[[ ENTRIES SHOWN, beginning ]]
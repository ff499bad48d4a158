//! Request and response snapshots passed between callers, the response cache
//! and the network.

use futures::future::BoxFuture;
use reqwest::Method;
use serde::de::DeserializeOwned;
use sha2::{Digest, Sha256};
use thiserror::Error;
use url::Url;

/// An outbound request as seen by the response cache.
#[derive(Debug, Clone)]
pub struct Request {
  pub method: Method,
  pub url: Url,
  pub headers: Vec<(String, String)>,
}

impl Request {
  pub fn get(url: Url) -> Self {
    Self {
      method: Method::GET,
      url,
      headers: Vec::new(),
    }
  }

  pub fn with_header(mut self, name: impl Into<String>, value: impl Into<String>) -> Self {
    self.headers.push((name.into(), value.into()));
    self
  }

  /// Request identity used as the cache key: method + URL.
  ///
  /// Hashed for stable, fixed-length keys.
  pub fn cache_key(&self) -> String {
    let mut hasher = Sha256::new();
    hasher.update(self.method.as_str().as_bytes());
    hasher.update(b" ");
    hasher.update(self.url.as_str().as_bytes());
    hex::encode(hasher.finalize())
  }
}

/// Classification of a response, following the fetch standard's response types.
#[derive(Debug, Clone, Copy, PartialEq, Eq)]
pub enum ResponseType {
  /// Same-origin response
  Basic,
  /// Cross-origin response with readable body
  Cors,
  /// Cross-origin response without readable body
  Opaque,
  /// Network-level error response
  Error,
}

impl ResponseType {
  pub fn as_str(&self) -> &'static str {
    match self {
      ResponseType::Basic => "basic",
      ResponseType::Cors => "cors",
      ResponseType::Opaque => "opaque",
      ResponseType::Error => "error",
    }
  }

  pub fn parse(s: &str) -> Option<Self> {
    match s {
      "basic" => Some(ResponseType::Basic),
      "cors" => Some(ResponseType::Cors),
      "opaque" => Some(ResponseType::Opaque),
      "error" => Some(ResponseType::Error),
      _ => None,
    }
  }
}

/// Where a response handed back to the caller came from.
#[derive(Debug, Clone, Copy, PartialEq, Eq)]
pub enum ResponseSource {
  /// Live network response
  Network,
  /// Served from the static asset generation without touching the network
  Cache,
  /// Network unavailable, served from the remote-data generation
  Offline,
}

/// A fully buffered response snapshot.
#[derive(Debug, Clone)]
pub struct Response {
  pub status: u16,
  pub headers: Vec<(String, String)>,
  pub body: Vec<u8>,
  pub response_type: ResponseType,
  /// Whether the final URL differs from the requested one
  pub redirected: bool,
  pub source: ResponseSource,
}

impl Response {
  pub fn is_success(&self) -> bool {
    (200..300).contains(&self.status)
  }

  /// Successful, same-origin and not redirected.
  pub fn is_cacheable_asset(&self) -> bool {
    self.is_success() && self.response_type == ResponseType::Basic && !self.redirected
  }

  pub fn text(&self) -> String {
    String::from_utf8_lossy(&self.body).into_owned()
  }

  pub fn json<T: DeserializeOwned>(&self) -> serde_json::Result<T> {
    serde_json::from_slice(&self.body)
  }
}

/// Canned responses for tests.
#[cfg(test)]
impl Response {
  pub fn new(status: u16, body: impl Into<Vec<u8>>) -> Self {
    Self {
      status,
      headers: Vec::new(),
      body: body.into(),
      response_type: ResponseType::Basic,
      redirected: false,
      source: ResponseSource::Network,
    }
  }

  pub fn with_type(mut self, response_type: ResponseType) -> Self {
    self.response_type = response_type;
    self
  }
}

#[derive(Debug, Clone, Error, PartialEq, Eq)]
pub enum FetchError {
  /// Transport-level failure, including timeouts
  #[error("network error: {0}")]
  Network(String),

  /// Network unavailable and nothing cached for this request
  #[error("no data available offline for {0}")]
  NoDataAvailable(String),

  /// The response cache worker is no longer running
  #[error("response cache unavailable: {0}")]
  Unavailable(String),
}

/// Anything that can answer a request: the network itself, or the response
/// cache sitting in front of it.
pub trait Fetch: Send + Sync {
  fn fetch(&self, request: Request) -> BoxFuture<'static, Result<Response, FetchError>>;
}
[[ ENTRIES SHOWN, end ]]
[[ ENTRIES SHOWN, beginning ]]
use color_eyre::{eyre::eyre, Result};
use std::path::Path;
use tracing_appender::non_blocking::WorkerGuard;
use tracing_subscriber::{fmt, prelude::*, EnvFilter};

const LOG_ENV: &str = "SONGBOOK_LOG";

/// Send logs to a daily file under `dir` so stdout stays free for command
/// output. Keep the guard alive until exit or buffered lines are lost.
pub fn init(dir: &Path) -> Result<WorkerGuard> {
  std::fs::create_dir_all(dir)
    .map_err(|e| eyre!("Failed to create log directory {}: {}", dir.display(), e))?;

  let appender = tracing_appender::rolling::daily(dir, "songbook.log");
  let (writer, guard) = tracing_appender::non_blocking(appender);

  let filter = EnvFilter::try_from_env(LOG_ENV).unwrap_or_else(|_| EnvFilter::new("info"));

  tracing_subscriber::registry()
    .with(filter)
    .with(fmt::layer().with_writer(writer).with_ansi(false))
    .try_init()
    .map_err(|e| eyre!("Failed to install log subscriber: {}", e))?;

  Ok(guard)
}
[[ ENTRIES SHOWN, end ]]
> _YOUR GOAL_
Please output exactly the lines between the one holding "repository ff499bad48d4a158" and the one holding "use thiserror::Error;" in the records above, inclusive, and nothing more.

> _EXERCISE SOLUTION_
repository ff499bad48d4a158
//! Request and response snapshots passed between callers, the response cache
//! and the network.

use futures::future::BoxFuture;
use reqwest::Method;
use serde::de::DeserializeOwned;
use sha2::{Digest, Sha256};
use thiserror::Error;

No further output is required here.